(Records from a data source)
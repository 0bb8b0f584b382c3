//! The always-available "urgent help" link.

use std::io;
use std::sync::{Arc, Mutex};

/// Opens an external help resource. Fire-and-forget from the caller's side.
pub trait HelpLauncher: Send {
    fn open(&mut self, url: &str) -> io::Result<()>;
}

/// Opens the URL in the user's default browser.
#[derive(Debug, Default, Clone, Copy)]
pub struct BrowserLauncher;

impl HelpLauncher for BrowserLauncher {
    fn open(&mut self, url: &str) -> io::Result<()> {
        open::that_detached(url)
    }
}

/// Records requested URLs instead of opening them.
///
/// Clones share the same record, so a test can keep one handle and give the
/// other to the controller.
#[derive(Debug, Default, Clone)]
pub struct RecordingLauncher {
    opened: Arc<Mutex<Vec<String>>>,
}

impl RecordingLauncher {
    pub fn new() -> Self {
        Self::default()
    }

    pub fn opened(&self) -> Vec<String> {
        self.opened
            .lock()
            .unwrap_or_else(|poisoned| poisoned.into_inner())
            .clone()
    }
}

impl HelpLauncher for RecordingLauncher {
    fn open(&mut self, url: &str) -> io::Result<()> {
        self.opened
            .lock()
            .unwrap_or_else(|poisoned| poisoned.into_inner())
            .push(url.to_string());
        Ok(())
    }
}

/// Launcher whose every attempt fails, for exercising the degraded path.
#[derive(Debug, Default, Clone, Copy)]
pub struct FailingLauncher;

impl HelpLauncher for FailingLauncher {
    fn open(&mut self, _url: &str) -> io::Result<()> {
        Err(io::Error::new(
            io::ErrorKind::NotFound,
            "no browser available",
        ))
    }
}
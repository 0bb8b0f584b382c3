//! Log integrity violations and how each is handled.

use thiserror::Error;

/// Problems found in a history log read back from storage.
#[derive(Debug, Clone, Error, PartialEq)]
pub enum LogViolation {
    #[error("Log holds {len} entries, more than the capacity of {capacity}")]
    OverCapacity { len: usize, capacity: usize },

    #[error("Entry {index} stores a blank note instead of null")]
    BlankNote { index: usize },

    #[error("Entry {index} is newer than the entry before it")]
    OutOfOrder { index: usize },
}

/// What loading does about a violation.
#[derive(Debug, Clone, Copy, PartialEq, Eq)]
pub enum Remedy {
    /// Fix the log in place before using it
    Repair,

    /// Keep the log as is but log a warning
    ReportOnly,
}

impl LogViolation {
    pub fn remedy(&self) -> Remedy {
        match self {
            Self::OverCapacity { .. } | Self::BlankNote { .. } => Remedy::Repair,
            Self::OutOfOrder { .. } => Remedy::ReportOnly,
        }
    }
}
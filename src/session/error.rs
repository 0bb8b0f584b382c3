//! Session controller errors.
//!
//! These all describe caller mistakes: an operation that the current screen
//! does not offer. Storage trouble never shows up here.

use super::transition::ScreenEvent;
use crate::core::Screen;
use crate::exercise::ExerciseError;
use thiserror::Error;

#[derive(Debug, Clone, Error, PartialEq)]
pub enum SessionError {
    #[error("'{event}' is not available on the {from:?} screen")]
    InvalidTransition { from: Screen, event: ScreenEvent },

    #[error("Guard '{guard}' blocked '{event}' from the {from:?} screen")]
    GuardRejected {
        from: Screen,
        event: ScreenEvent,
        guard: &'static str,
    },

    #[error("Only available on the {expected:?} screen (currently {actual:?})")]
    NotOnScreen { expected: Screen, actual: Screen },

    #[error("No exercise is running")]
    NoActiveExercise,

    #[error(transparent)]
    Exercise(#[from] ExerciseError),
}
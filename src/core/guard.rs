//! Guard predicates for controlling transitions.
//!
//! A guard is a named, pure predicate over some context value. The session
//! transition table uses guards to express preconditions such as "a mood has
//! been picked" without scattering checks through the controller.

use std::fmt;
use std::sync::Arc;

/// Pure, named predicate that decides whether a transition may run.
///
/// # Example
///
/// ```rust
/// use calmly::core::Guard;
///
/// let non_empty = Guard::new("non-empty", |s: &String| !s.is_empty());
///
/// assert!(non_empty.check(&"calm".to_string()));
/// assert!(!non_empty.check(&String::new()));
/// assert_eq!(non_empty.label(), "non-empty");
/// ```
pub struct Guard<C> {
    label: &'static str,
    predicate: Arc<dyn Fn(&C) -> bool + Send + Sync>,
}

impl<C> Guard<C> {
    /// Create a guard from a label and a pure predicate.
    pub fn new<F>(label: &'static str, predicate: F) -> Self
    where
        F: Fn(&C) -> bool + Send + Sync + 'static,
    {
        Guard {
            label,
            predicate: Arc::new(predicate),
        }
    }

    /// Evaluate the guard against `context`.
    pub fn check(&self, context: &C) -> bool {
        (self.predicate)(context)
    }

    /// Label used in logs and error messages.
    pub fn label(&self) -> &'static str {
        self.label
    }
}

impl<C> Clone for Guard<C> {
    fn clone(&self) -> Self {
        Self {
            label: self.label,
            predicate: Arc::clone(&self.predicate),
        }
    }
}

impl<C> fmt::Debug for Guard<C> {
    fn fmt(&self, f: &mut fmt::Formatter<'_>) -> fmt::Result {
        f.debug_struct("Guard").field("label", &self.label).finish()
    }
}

■ EXERCISE DESCRIPTION: Pick out every line above that holds the word "BlankNote" and copy it.

■ TASK OUTPUT:
    BlankNote { index: usize },
            Self::OverCapacity { .. } | Self::BlankNote { .. } => Remedy::Repair,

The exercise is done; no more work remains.